• WHAT THE EXERCISE ASKS
Starting with the line that contains "assert!(prices.windows(2).all(|w| w[0] <" and ending with the final line of the data below, print those lines exactly and nothing else.

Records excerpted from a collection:
Segment Open

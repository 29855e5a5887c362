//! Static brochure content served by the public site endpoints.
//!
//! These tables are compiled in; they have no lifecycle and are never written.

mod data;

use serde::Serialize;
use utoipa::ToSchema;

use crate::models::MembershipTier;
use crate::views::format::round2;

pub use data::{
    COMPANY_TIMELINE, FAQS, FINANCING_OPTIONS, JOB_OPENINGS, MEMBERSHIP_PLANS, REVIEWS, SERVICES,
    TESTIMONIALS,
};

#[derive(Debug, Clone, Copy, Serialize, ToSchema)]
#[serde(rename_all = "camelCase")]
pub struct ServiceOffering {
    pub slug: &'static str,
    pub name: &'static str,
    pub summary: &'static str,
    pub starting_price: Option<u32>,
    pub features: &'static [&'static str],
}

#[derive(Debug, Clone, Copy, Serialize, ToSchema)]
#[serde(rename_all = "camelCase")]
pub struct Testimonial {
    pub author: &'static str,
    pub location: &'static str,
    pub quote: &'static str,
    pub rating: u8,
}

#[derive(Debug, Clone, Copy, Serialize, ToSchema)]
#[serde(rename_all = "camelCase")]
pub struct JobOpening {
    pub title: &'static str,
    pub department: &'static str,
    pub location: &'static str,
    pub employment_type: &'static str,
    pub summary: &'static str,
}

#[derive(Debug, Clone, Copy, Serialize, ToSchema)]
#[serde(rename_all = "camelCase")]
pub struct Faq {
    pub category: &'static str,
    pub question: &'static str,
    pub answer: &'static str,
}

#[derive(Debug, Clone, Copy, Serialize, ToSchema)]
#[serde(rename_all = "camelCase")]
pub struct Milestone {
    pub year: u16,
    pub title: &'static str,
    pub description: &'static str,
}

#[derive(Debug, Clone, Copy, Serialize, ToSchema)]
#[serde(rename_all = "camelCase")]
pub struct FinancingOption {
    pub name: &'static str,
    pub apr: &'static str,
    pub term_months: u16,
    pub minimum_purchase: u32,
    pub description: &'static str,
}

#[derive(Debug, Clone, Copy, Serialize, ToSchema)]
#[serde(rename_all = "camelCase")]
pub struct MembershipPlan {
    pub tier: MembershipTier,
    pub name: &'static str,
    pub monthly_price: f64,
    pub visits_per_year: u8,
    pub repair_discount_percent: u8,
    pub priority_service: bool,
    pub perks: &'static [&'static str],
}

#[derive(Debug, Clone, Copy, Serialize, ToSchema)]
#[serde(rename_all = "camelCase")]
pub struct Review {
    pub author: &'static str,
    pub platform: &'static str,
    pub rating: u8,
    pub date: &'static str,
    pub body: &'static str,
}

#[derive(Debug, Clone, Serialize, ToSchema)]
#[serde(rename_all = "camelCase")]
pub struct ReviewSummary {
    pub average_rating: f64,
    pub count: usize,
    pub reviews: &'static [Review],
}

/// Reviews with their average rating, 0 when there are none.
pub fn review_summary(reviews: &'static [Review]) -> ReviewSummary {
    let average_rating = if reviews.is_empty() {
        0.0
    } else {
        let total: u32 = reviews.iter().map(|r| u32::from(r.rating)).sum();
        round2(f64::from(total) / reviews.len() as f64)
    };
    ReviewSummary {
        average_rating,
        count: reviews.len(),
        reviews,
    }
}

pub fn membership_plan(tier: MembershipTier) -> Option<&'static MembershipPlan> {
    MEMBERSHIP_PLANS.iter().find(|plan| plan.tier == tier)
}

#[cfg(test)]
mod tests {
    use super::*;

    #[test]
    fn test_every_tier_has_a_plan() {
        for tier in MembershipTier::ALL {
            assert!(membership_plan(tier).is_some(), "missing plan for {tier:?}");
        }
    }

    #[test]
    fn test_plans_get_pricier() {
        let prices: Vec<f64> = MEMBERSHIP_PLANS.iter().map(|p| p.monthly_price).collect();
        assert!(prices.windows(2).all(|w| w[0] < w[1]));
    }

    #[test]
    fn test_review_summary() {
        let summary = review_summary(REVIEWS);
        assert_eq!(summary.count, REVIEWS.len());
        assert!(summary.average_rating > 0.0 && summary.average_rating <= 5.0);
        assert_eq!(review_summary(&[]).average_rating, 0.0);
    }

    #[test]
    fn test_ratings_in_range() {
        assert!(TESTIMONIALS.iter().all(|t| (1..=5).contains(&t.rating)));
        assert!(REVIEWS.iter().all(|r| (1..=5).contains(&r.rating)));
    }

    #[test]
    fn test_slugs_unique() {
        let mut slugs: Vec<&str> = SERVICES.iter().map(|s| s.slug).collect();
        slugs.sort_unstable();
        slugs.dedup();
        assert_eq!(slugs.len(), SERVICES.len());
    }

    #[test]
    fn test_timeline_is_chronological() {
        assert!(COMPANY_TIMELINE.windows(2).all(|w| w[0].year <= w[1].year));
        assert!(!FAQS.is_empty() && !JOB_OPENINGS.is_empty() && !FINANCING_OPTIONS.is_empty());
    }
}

Segment Closed

• RESPONSE TO THE EXERCISE
        assert!(prices.windows(2).all(|w| w[0] < w[1]));
    }

    #[test]
    fn test_review_summary() {
        let summary = review_summary(REVIEWS);
        assert_eq!(summary.count, REVIEWS.len());
        assert!(summary.average_rating > 0.0 && summary.average_rating <= 5.0);
        assert_eq!(review_summary(&[]).average_rating, 0.0);
    }

    #[test]
    fn test_ratings_in_range() {
        assert!(TESTIMONIALS.iter().all(|t| (1..=5).contains(&t.rating)));
        assert!(REVIEWS.iter().all(|r| (1..=5).contains(&r.rating)));
    }

    #[test]
    fn test_slugs_unique() {
        let mut slugs: Vec<&str> = SERVICES.iter().map(|s| s.slug).collect();
        slugs.sort_unstable();
        slugs.dedup();
        assert_eq!(slugs.len(), SERVICES.len());
    }

    #[test]
    fn test_timeline_is_chronological() {
        assert!(COMPANY_TIMELINE.windows(2).all(|w| w[0].year <= w[1].year));
        assert!(!FAQS.is_empty() && !JOB_OPENINGS.is_empty() && !FINANCING_OPTIONS.is_empty());
    }
}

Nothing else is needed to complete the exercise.